Sonnensystem

Größter Trojaner der Erde entdeckt

Gut einen Kilometer großer Asteroid begleitet die Erde auf ihrer Bahn um die Sonne

TRojaner
Astronomen haben einen zweiten Trojaner der Erde entdeckt – er ist der größte seiner Art. © NOIRLab/NSF, AURA /J. da Silva, Spaceengine

Kosmischer Begleiter: Astronomen haben den zweiten Trojaner der Erde entdeckt – einen großen Asteroiden, der unseren Planeten auf seiner Bahn begleitet. Neue Beobachtungen bestätigen, dass der Asteroid 2020 XL5 mehr als einen Kilometer Durchmesser hat und damit dreimal größer ist als der einzige zuvor bekannte Erdtrojaner. Er kreist um den Lagrangepunkt 4, einen der Erde vorauseilenden Punkt auf der Erdbahn. Er wird allerdings nur noch rund 4.000 Jahre dort bleiben, wie Simulationen nahelegen.

Die Erde kreist nicht allein auf ihrer Bahn um die Sonne: Neben dem Mond hat sie auch einige kleinere Begleiter. Darunter sind vorübergehend von der Erdschwerkraft eingefangene Minimonde, aber auch Asteroiden, die hufeisenförmig um unseren Planeten pendeln. Von anderen Planeten des Sonnensystems sind zudem Trojaner bekannt – Asteroiden, die sie an den 60 Grad vor oder hinter dem Planeten liegenden Lagrangepunkten 4 und 5 begleiten. Der Gasriese Jupiter besitzt tausende solcher Trojaner.

Lagrangepunkte
Die beiden bisher bekannten Erdtrojaner kreisen um den Lagrangepunkt 4 (rot). © NOIRLab/NSF, AURA/J. da Silva

Fahndung nach Erdtrojanern

Anders bei der Erde: Weil die Lagrangepunkte 4 und 5 nur in der Dämmerung ins Blickfeld der erdbasierten Teleskope kommen und nicht sehr hoch über den Horizont aufsteigen, ist ihre Beobachtung schwierig. Deshalb entdeckten Astronomen erst 2011 mit 2010 TK7 auch bei unserem Planeten den ersten Trojaner. Dieser rund 300 Meter große Asteroid begleitet uns am Lagrangepunkt 4 – einem Punkt auf der Erdbahn, der rund 60 Grad vor unserem Planeten liegt.

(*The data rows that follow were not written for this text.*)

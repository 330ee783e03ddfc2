//! Rust trait builder.

use daogen_codegen::{CodeFragment, Renderable};

use super::Fn;

/// A trait with required and default-bodied methods.
#[derive(Debug, Clone)]
pub struct Trait {
    name: String,
    doc: Option<String>,
    items: Vec<Vec<CodeFragment>>,
}

impl Trait {
    pub fn new(name: impl Into<String>) -> Self {
        Self {
            name: name.into(),
            doc: None,
            items: Vec::new(),
        }
    }

    pub fn doc(mut self, doc: impl Into<String>) -> Self {
        self.doc = Some(doc.into());
        self
    }

    /// A method without a body.
    pub fn required(mut self, method: Fn) -> Self {
        self.items.push(method.private().declaration());
        self
    }

    /// A method with a default body.
    pub fn provided(mut self, method: Fn) -> Self {
        self.items.push(method.private().to_fragments());
        self
    }
}

impl Renderable for Trait {
    fn to_fragments(&self) -> Vec<CodeFragment> {
        let mut fragments: Vec<CodeFragment> = self
            .doc
            .iter()
            .flat_map(|doc| doc.lines().map(CodeFragment::doc))
            .collect();

        let mut body = Vec::new();
        for (i, item) in self.items.iter().enumerate() {
            if i > 0 {
                body.push(CodeFragment::Blank);
            }
            body.extend(item.iter().cloned());
        }
        fragments.push(CodeFragment::braced(
            format!("pub trait {} {{", self.name),
            body,
        ));
        fragments
    }
}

Doch im Dezember 2020 spürte das PanSTARRS-Teleskop einen weiteren verdächtigen Lichtpunkt am Lagrangepunkt 4 auf. „Das orbitale Verhalten von Asteroid 2020 XL5 deutete darauf hin, dass es sich um einen weiteren Kandidaten für einen Trojaner handeln könnte“, erklären Toni Santana-Ros von der Universität Barcelona und seine Kollegen. Es gelang jedoch nicht, die Bahn dieses Brockens präzise genug zu bestimmen, um dies zu bestätigen.

Der größte seiner Art

Deshalb haben die Astronomen den „verdächtigen“ Asteroiden mit dem SOAR-Teleskop auf dem Cerro Pachon in Chile ins Visier genommen. „Das war ziemlich schwierig, weil das Objekt in der Morgendämmerung sehr tief am westlichen Horizont stand“, berichtet Koautor Caesar Briceño vom NOIRLab in Chile. Doch es gelang, die Flugbahn des Asteroiden so weit einzugrenzen, dass sie ihn auch in Archivaufnahmen des Dark Energy Survey (DAS) aus den Jahren 2012 bis 2019 aufspüren konnten.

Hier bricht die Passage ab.